American academic (1957–2020)

James Leslie Gattuso ( December 1, 1957 – July 23, 2020) was a senior research fellow for the Roe Institute for Economic Policy Studies at The Heritage Foundation, a conservative think tank based in Washington, D.C., where he specialized in regulatory issues and telecommunications policy. Gattuso authored articles for The Wall Street Journal, USA Today, The Washington Times, and other publications.

==Early life and education==
Gattuso was born on December 1, 1957, in Lynwood, California. He attended the University of Southern California in Los Angeles, where he graduated in 1979. He attended UCLA School of Law, where he received his J.D. in 1983.

==Career==
Gattuso was a policy analyst at The Heritage Foundation from 1985 to 1990, where he focused on telecommunications, transportation, and antitrust policy.

From 1990 to 1993, Gattuso served as deputy chief of the Office of Plans and Policy at the Federal Communications Commission. During part of his tenure, he was appointed associate director of the President's Council on Competitiveness, working for Vice President Dan Quayle. In 1993, Citizens for a Sound Economy named Gattuso vice president of policy development, a position he held until 1997. He then served as vice president of policy at the Competitive Enterprise Institute.

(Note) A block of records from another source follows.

//! The mascot assistant: a small guide character that floats beside the
//! player, keeps eye contact, and answers a click with a canned reply.

use engine_core::{NodeId, SceneGraph, Vec3};
use glam::Quat;
use rand::seq::SliceRandom;
use rand::Rng;

const REPLIES: &[&str] = &[
    "Good question! Take a close look at the instrument first.",
    "Every tool here has an info button. Press it to learn more.",
    "Take your time. The patient isn't going anywhere.",
    "When you feel ready, we'll head to the examination room.",
];

/// Camera-following assistant.
#[derive(Debug)]
pub struct Mascot {
    pub pivot: NodeId,
    /// Offset from the camera the mascot drifts toward.
    offset: Vec3,
    /// Lerp factor per tick for the follow motion.
    follow_rate: f32,
}

impl Mascot {
    pub fn new(pivot: NodeId) -> Self {
        Self {
            pivot,
            offset: Vec3::new(-1.6, -1.5, 1.2),
            follow_rate: 0.05,
        }
    }

    /// Drift toward the camera-relative anchor and face the player. Safe
    /// no-op once the pivot is disposed.
    pub fn update(&self, graph: &mut SceneGraph, camera_position: Vec3) {
        let Some(current) = graph.world_position(self.pivot) else {
            return;
        };
        let target = camera_position + self.offset;
        let position = current.lerp(target, self.follow_rate);
        graph.set_world_position(self.pivot, position);

        // Face the player in the horizontal plane only.
        let mut look = camera_position - position;
        look.y = 0.0;
        if look.length_squared() > 1e-6 {
            let yaw = look.x.atan2(look.z);
            graph.set_local_rotation(self.pivot, Quat::from_rotation_y(yaw));
        }
    }

    /// A canned reply to a question click.
    pub fn reply(rng: &mut impl Rng) -> &'static str {
        REPLIES
            .choose(rng)
            .copied()
            .unwrap_or("Happy to help!")
    }
}

#[cfg(test)]
mod tests {
    use super::*;

    #[test]
    fn mascot_drifts_toward_the_camera_anchor() {
        let mut graph = SceneGraph::new();
        let pivot = graph.create_node("mascot");
        let mascot = Mascot::new(pivot);
        let camera = Vec3::new(4.0, 2.0, 4.0);
        let start = graph.world_position(pivot).unwrap();
        for _ in 0..200 {
            mascot.update(&mut graph, camera);
        }
        let settled = graph.world_position(pivot).unwrap();
        let anchor = camera + Vec3::new(-1.6, -1.5, 1.2);
        assert!((settled - anchor).length() < (start - anchor).length());
        assert!((settled - anchor).length() < 0.05);
    }

    #[test]
    fn disposed_pivot_is_a_noop() {
        let mut graph = SceneGraph::new();
        let pivot = graph.create_node("mascot");
        let mascot = Mascot::new(pivot);
        graph.dispose(pivot);
        mascot.update(&mut graph, Vec3::ONE);
    }
}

Gattuso rejoined The Heritage Foundation in 2002 as a senior research fellow. In 2009, he received the Glenn and Rita Ricardo Campbell Award, presented each year by The Heritage Foundation for "outstanding contribution to the analysis and promotion of the Free Society". He is also a regular contributor to the Heritage Foundation's blog and previously to Bloomberg's online service, Bloomberg Government.

Gattuso favored limiting regulations at the federal level. Specifically, Gattuso tended to favor decreased government involvement when it came to regulatory, transportation and telecommunication policy, arguing instead for private enterprise solutions. He also opposes net neutrality, calling it a "regulatory overreach".

In 2011, Gattuso was influential in stopping the SOPA/PIPA online copyright legislation, authoring a report for The Heritage Foundation criticizing the proposals.

Along with his colleague Diane Katz, he authored "Red Tape Rising", an annual review on trends in federal regulation, which became a widely cited barometer of regulatory activity.

In 2011, Gattuso was featured on The Tonight Show when Jay Leno showed a video of Gattuso on an earlier Fox News segment, and asked the question, "Would his hair look better as a beard?" digitally moving his hair around to his chin, leaving him bearded and bald.

==Death==
On July 23, 2020, Gattuso died of cancer, in Kennebunkport, Maine, at age 62.